Cheat Sheet: Print Terminology

Trim Marks, Bleeds, Safe Areas, Oh My!

Decoding Printer Terminology: A Marketer's Guide

I know you have been carefully avoiding all knowledge of this. I am here today to ruin all of your efforts by giving you a brief explanation of some of the key lingo you need for communicating with designers and printers.

No one wants to learn the technical ins and outs of the mysterious underworld of printing, and I am not here to make you an expert. If you are managing your own printing or coordinating design and print teams, familiarizing yourself with the vocabulary of print will help you operate your marketing department more effectively. Today, I will provide simple explanations of common print terms so that you will sound like a superstar while working on your next print project.

DPI

Print resolution is denoted by DPI, or dots per inch. A higher DPI translates to better reproduction.

What you most need to understand:

• You need 300. Marketing materials like brochures, posters, and packaging almost always require 300 DPI at 100%.
• Internet Images are a NO. Screen resolution is 72dpi. This means that images pulled from the internet are often too small to use for print.

Left: Happy Designer / Right: Sad Designer

CMYK Color

CMYK (also called Process and Full Color) is the primary color mode for printed materials. An acronym for Cyan, Magenta, Yellow, and Key (Black), the four ink colors used in process printing.
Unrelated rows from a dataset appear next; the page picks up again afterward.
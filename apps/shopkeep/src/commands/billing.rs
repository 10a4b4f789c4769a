//! # Billing Commands
//!
//! The sales cart and order confirmation.
//!
//! ## Billing Lifecycle
//! ```text
//! ┌─────────────────────────────────────────────────────────────────────────┐
//! │                    Billing Lifecycle                                    │
//! │                                                                         │
//! │  ┌──────────┐     ┌──────────┐     ┌──────────┐     ┌──────────┐       │
//! │  │  Empty   │────►│ In Cart  │────►│ Customer │────►│ Invoice  │       │
//! │  │  Cart    │     │          │     │ details  │     │          │       │
//! │  └──────────┘     └──────────┘     └──────────┘     └──────────┘       │
//! │                        │                 │               ▲              │
//! │               add_to_sales_cart  set_sale_details        │              │
//! │               update_sales_item          │         confirm_order        │
//! │               remove_from_sales_cart     └───────────────┘              │
//! │                        │                                                │
//! │                        ▼                                                │
//! │               clear_sales_cart ──────────► (back to empty)              │
//! └─────────────────────────────────────────────────────────────────────────┘
//! ```

use serde::{Deserialize, Serialize};
use shopkeep_core::{
    Money, Order, OrderStatistics, OrderStatus, PaymentMethod, SaleLine, SalesCart, SalesTotals,
};
use shopkeep_db::KeyValueStore;
use tracing::{debug, info};

use crate::error::ApiError;
use crate::state::{CartState, CatalogState, ConfigState, LedgerState};

// =============================================================================
// DTOs
// =============================================================================

/// Sales cart with totals and the customer form.
#[derive(Debug, Clone, PartialEq, Serialize, Deserialize)]
#[serde(rename_all = "camelCase")]
pub struct SalesCartResponse {
    pub lines: Vec<SaleLine>,
    pub totals: SalesTotals,
    pub customer_name: String,
    pub payment_method: PaymentMethod,
    pub paid_input: String,
}

impl TryFrom<&SalesCart> for SalesCartResponse {
    type Error = ApiError;

    fn try_from(cart: &SalesCart) -> Result<Self, ApiError> {
        Ok(SalesCartResponse {
            lines: cart.lines().to_vec(),
            totals: cart.compute_totals()?,
            customer_name: cart.customer_name().to_string(),
            payment_method: cart.payment_method(),
            paid_input: cart.paid_input().to_string(),
        })
    }
}

/// Customer form fields. `None` leaves a field as it is.
#[derive(Debug, Clone, Default, Serialize, Deserialize)]
#[serde(rename_all = "camelCase")]
pub struct SaleDetails {
    pub customer_name: Option<String>,
    pub payment_method: Option<PaymentMethod>,
    pub paid_input: Option<String>,
}

/// One invoice row, amounts already formatted.
#[derive(Debug, Clone, PartialEq, Serialize, Deserialize)]
#[serde(rename_all = "camelCase")]
pub struct InvoiceLine {
    pub product_name: String,
    pub barcode: String,
    pub quantity: i64,
    pub unit_price: String,
    pub line_total: String,
}

/// Everything the print view needs for one order.
#[derive(Debug, Clone, PartialEq, Serialize, Deserialize)]
#[serde(rename_all = "camelCase")]
pub struct InvoiceView {
    pub invoice_number: String,
    pub order_id: String,
    pub date: String,
    pub business_name: String,
    pub address: String,
    pub phone: String,
    pub email: String,
    pub gstin: String,
    pub customer_name: String,
    pub items: Vec<InvoiceLine>,
    pub subtotal: String,
    pub tax_label: String,
    pub tax: String,
    pub total: String,
    pub paid: String,
    pub remaining: String,
    pub payment_method: String,
    pub status: String,
}

impl InvoiceView {
    pub fn new(order: &Order, config: &ConfigState) -> Self {
        let fmt = |m: Money| config.format_currency(m);

        InvoiceView {
            invoice_number: invoice_number(&order.id),
            order_id: order.id.clone(),
            date: order.date.format("%Y-%m-%d").to_string(),
            business_name: config.business_name.clone(),
            address: config.address.clone(),
            phone: config.phone.clone(),
            email: config.email.clone(),
            gstin: config.gstin.clone(),
            customer_name: order.customer_name.clone(),
            items: order
                .items
                .iter()
                .map(|item| InvoiceLine {
                    product_name: item.product_name.clone(),
                    barcode: item.product_barcode.clone(),
                    quantity: item.quantity,
                    unit_price: fmt(item.price_per_unit),
                    line_total: fmt(item.total_price),
                })
                .collect(),
            subtotal: fmt(order.subtotal),
            tax_label: config.tax_label(),
            tax: fmt(order.tax),
            total: fmt(order.total),
            paid: fmt(order.paid_amount),
            remaining: fmt(order.remaining_amount),
            payment_method: order.payment_method.to_string(),
            status: match order.status {
                OrderStatus::Completed => "completed",
                OrderStatus::Pending => "pending",
            }
            .to_string(),
        }
    }
}

/// `INV-` plus the last six digits of the order's timestamp.
///
/// `ORD-1769335800123-42` → `INV-800123`. Ids in another shape are used
/// whole.
pub fn invoice_number(order_id: &str) -> String {
    let stamp = order_id
        .split('-')
        .nth(1)
        .filter(|s| !s.is_empty() && s.chars().all(|c| c.is_ascii_digit()));

    match stamp {
        Some(digits) => format!("INV-{}", &digits[digits.len().saturating_sub(6)..]),
        None => format!("INV-{}", order_id),
    }
}

/// Result of confirming the sales cart.
#[derive(Debug, Clone, Serialize)]
#[serde(rename_all = "camelCase")]
pub struct ConfirmOrderResponse {
    pub order: Order,
    pub invoice: InvoiceView,
    pub stats: OrderStatistics,
}

// =============================================================================
// Commands
// =============================================================================

pub async fn get_sales_cart(cart: &CartState) -> Result<SalesCartResponse, ApiError> {
    debug!("get_sales_cart command");
    cart.with_sales(|c| SalesCartResponse::try_from(c)).await
}

/// Adds one unit of a product.
///
/// `price_cents` overrides the catalog price for a new line. Unknown
/// products, and adds that would push the line past its limits, leave the
/// cart unchanged.
pub async fn add_to_sales_cart(
    catalog: &CatalogState,
    cart: &CartState,
    product_id: String,
    price_cents: Option<i64>,
) -> Result<SalesCartResponse, ApiError> {
    debug!(product_id = %product_id, ?price_cents, "add_to_sales_cart command");

    cart.with_sales_mut(|c| {
        c.add_item(catalog.inner(), &product_id, price_cents.map(Money::from_cents));
        SalesCartResponse::try_from(&*c)
    })
    .await
}

/// Sets a line's quantity; zero or less removes it.
///
/// A quantity above the line limit, or one whose totals would not fit,
/// is a `VALIDATION_ERROR` and the cart keeps its previous quantity.
pub async fn update_sales_item(
    cart: &CartState,
    product_id: String,
    quantity: i64,
) -> Result<SalesCartResponse, ApiError> {
    debug!(product_id = %product_id, quantity, "update_sales_item command");

    cart.with_sales_mut(|c| -> Result<SalesCartResponse, ApiError> {
        c.set_quantity(&product_id, quantity)?;
        SalesCartResponse::try_from(&*c)
    })
    .await
}

pub async fn remove_from_sales_cart(
    cart: &CartState,
    product_id: String,
) -> Result<SalesCartResponse, ApiError> {
    debug!(product_id = %product_id, "remove_from_sales_cart command");

    cart.with_sales_mut(|c| {
        c.remove_item(&product_id);
        SalesCartResponse::try_from(&*c)
    })
    .await
}

/// Empties the cart and resets the customer form.
pub async fn clear_sales_cart(cart: &CartState) -> Result<SalesCartResponse, ApiError> {
    debug!("clear_sales_cart command");

    cart.with_sales_mut(|c| {
        c.clear();
        SalesCartResponse::try_from(&*c)
    })
    .await
}

pub async fn set_sale_details(
    cart: &CartState,
    details: SaleDetails,
) -> Result<SalesCartResponse, ApiError> {
    debug!("set_sale_details command");

    cart.with_sales_mut(|c| {
        if let Some(name) = details.customer_name {
            c.set_customer_name(name);
        }
        if let Some(method) = details.payment_method {
            c.set_payment_method(method);
        }
        if let Some(paid) = details.paid_input {
            c.set_paid_input(paid);
        }
        SalesCartResponse::try_from(&*c)
    })
    .await
}

/// Confirms the sales cart as an order.
///
/// ## Flow
/// ```text
/// lock cart ──► validate + build order ──► append to ledger ──► clear cart
///                      │                          │
///                      ▼                          ▼
///               EMPTY_CART /               DATABASE_ERROR
///               VALIDATION_ERROR           (cart kept)
///               (cart kept)
/// ```
///
/// ## Returns
/// The stored order, its invoice and the order statistics after the write.
pub async fn confirm_order<S: KeyValueStore>(
    ledger: &LedgerState<S>,
    cart: &CartState,
    config: &ConfigState,
) -> Result<ConfirmOrderResponse, ApiError> {
    debug!("confirm_order command");

    let mut sales = cart.lock_sales().await;
    let committed = ledger
        .ledger()
        .commit_order(&mut sales, ledger.ids(), ledger.clock())
        .await?;
    drop(sales);

    info!(id = %committed.record.id, orders = committed.stats.total, "Invoice ready");

    Ok(ConfirmOrderResponse {
        invoice: InvoiceView::new(&committed.record, config),
        order: committed.record,
        stats: committed.stats,
    })
}

// =============================================================================
// Unit Tests
// =============================================================================

#[cfg(test)]
mod tests {
    use super::*;
    use crate::error::ErrorCode;
    use chrono::NaiveDate;
    use shopkeep_core::{FixedClock, IdGenerator};
    use shopkeep_db::MemoryStore;
    use std::sync::Arc;

    fn ledger(store: MemoryStore) -> LedgerState<MemoryStore> {
        let clock = FixedClock::at_date(NaiveDate::from_ymd_opt(2026, 1, 25).unwrap());
        LedgerState::with_clock(store, Arc::new(clock), IdGenerator::with_seed(1))
    }

    async fn fill(catalog: &CatalogState, cart: &CartState, paid: &str) {
        add_to_sales_cart(catalog, cart, "1".to_string(), None).await.unwrap();
        add_to_sales_cart(catalog, cart, "4".to_string(), None).await.unwrap();
        update_sales_item(cart, "1".to_string(), 50).await.unwrap();
        update_sales_item(cart, "4".to_string(), 20).await.unwrap();
        set_sale_details(
            cart,
            SaleDetails {
                customer_name: Some("Green Valley Store".to_string()),
                payment_method: Some(PaymentMethod::Card),
                paid_input: Some(paid.to_string()),
            },
        )
        .await
        .unwrap();
    }

    #[tokio::test]
    async fn test_cart_commands() {
        let catalog = CatalogState::seeded();
        let cart = CartState::new();

        let response = add_to_sales_cart(&catalog, &cart, "3".to_string(), Some(6000))
            .await
            .unwrap();
        assert_eq!(response.lines[0].unit_price, Money::from_cents(6000));

        let response = add_to_sales_cart(&catalog, &cart, "missing".to_string(), None)
            .await
            .unwrap();
        assert_eq!(response.lines.len(), 1);

        let response = update_sales_item(&cart, "3".to_string(), 4).await.unwrap();
        assert_eq!(response.totals.subtotal, Money::from_cents(24_000));
        assert_eq!(response.totals.tax, Money::from_cents(4_320));

        let response = remove_from_sales_cart(&cart, "3".to_string()).await.unwrap();
        assert!(response.lines.is_empty());
        assert!(response.totals.total.is_zero());
    }

    #[tokio::test]
    async fn test_huge_quantity_is_a_validation_error() {
        let catalog = CatalogState::seeded();
        let cart = CartState::new();
        fill(&catalog, &cart, "0").await;

        let err = update_sales_item(&cart, "1".to_string(), 3_000_000_000_000_000)
            .await
            .unwrap_err();

        assert_eq!(err.code, ErrorCode::ValidationError);
        let kept = get_sales_cart(&cart).await.unwrap();
        assert_eq!(kept.lines[0].quantity, 50);
        assert_eq!(kept.totals.total, Money::from_cents(554_541));
    }

    #[tokio::test]
    async fn test_overflowing_price_override_leaves_cart_usable() {
        let catalog = CatalogState::seeded();
        let cart = CartState::new();

        add_to_sales_cart(&catalog, &cart, "3".to_string(), Some(i64::MAX / 2))
            .await
            .unwrap();
        let err = update_sales_item(&cart, "3".to_string(), 3).await.unwrap_err();
        assert_eq!(err.code, ErrorCode::ValidationError);

        let response = add_to_sales_cart(&catalog, &cart, "3".to_string(), None)
            .await
            .unwrap();
        assert_eq!(response.lines[0].quantity, 1);
    }

    #[tokio::test]
    async fn test_confirm_order_returns_invoice_and_stats() {
        let catalog = CatalogState::seeded();
        let cart = CartState::new();
        let config = ConfigState::default();
        let ledger = ledger(MemoryStore::new());
        fill(&catalog, &cart, "2000").await;

        let response = confirm_order(&ledger, &cart, &config).await.unwrap();

        assert_eq!(response.order.status, OrderStatus::Pending);
        assert_eq!(response.stats.total, 1);
        assert_eq!(response.stats.total_pending, Money::from_cents(354_541));

        let invoice = &response.invoice;
        assert_eq!(invoice.subtotal, "$4699.50");
        assert_eq!(invoice.tax_label, "Tax (18%)");
        assert_eq!(invoice.tax, "$845.91");
        assert_eq!(invoice.total, "$5545.41");
        assert_eq!(invoice.remaining, "$3545.41");
        assert_eq!(invoice.payment_method, "card");
        assert_eq!(invoice.date, "2026-01-25");
        assert_eq!(invoice.status, "pending");
        assert_eq!(invoice.items[1].line_total, "$2400.00");
        assert!(invoice.invoice_number.starts_with("INV-"));

        assert!(get_sales_cart(&cart).await.unwrap().lines.is_empty());
    }

    #[tokio::test]
    async fn test_confirm_empty_cart() {
        let cart = CartState::new();
        let ledger = ledger(MemoryStore::new());

        let err = confirm_order(&ledger, &cart, &ConfigState::default())
            .await
            .unwrap_err();
        assert_eq!(err.code, ErrorCode::EmptyCart);
    }

    #[tokio::test]
    async fn test_confirm_storage_failure_keeps_cart() {
        let catalog = CatalogState::seeded();
        let cart = CartState::new();
        let store = MemoryStore::new();
        let ledger = ledger(store.clone());
        fill(&catalog, &cart, "5545.41").await;
        store.fail_writes(true);

        let err = confirm_order(&ledger, &cart, &ConfigState::default())
            .await
            .unwrap_err();

        assert_eq!(err.code, ErrorCode::DatabaseError);
        let kept = get_sales_cart(&cart).await.unwrap();
        assert_eq!(kept.lines.len(), 2);
        assert_eq!(kept.customer_name, "Green Valley Store");
    }

    #[test]
    fn test_invoice_number() {
        assert_eq!(invoice_number("ORD-1769335800123-42"), "INV-800123");
        assert_eq!(invoice_number("ORD-123-1"), "INV-123");
        assert_eq!(invoice_number("ORD-001"), "INV-001");
        assert_eq!(invoice_number("custom"), "INV-custom");
    }
}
What you most need to understand:

• CMYK is the color mode that you need for your print artwork
• CMYK ink allows you to print nearly the full color spectrum

The CMYK Colors overlay each other, allowing you to print nearly a full color spectrum from just these four ink colors.

Spot Ink Colors

PMS Color Book

Spot ink colors (sometimes called custom colors, matched colors, or solid inks) are specially mixed inks. Two primary color systems are PMS (Pantone Matching System) and GCMI (Glass Container Manufacturers Institute), with each system assigning a unique code to each color, mixed according to a set formula.

What you most need to understand:

  • They ensure consistent color reproduction across different printers and materials.

  • They allow for limited color printing with colors other than black. For instance, if you only want to print the color lavender, you could use a single spot ink color instead of a full 4-color print job.

  • Pantone offers specialty inks like fluorescents and metallics.

Communicating in Print Lingo

When communicating in writing about print projects, shorthand is often used. For example, 4/4 means four ink colors are printing on the front and four on the back, denoted by the forward slash (/).

Left shows that four inks will print on front with four inks on back. On the right, 4/0 indicates that the back side will have 0 ink colors printing.

Spot colors are indicated using a plus symbol (+). For instance, the example on the left indicates a 4-color job with two additional spot colors on the front, with a single ink color printing on the back. The example on the right shows CMYK (full color, process) + two spot colors. The absence of the forward slash on the right example indicates printing on one side only.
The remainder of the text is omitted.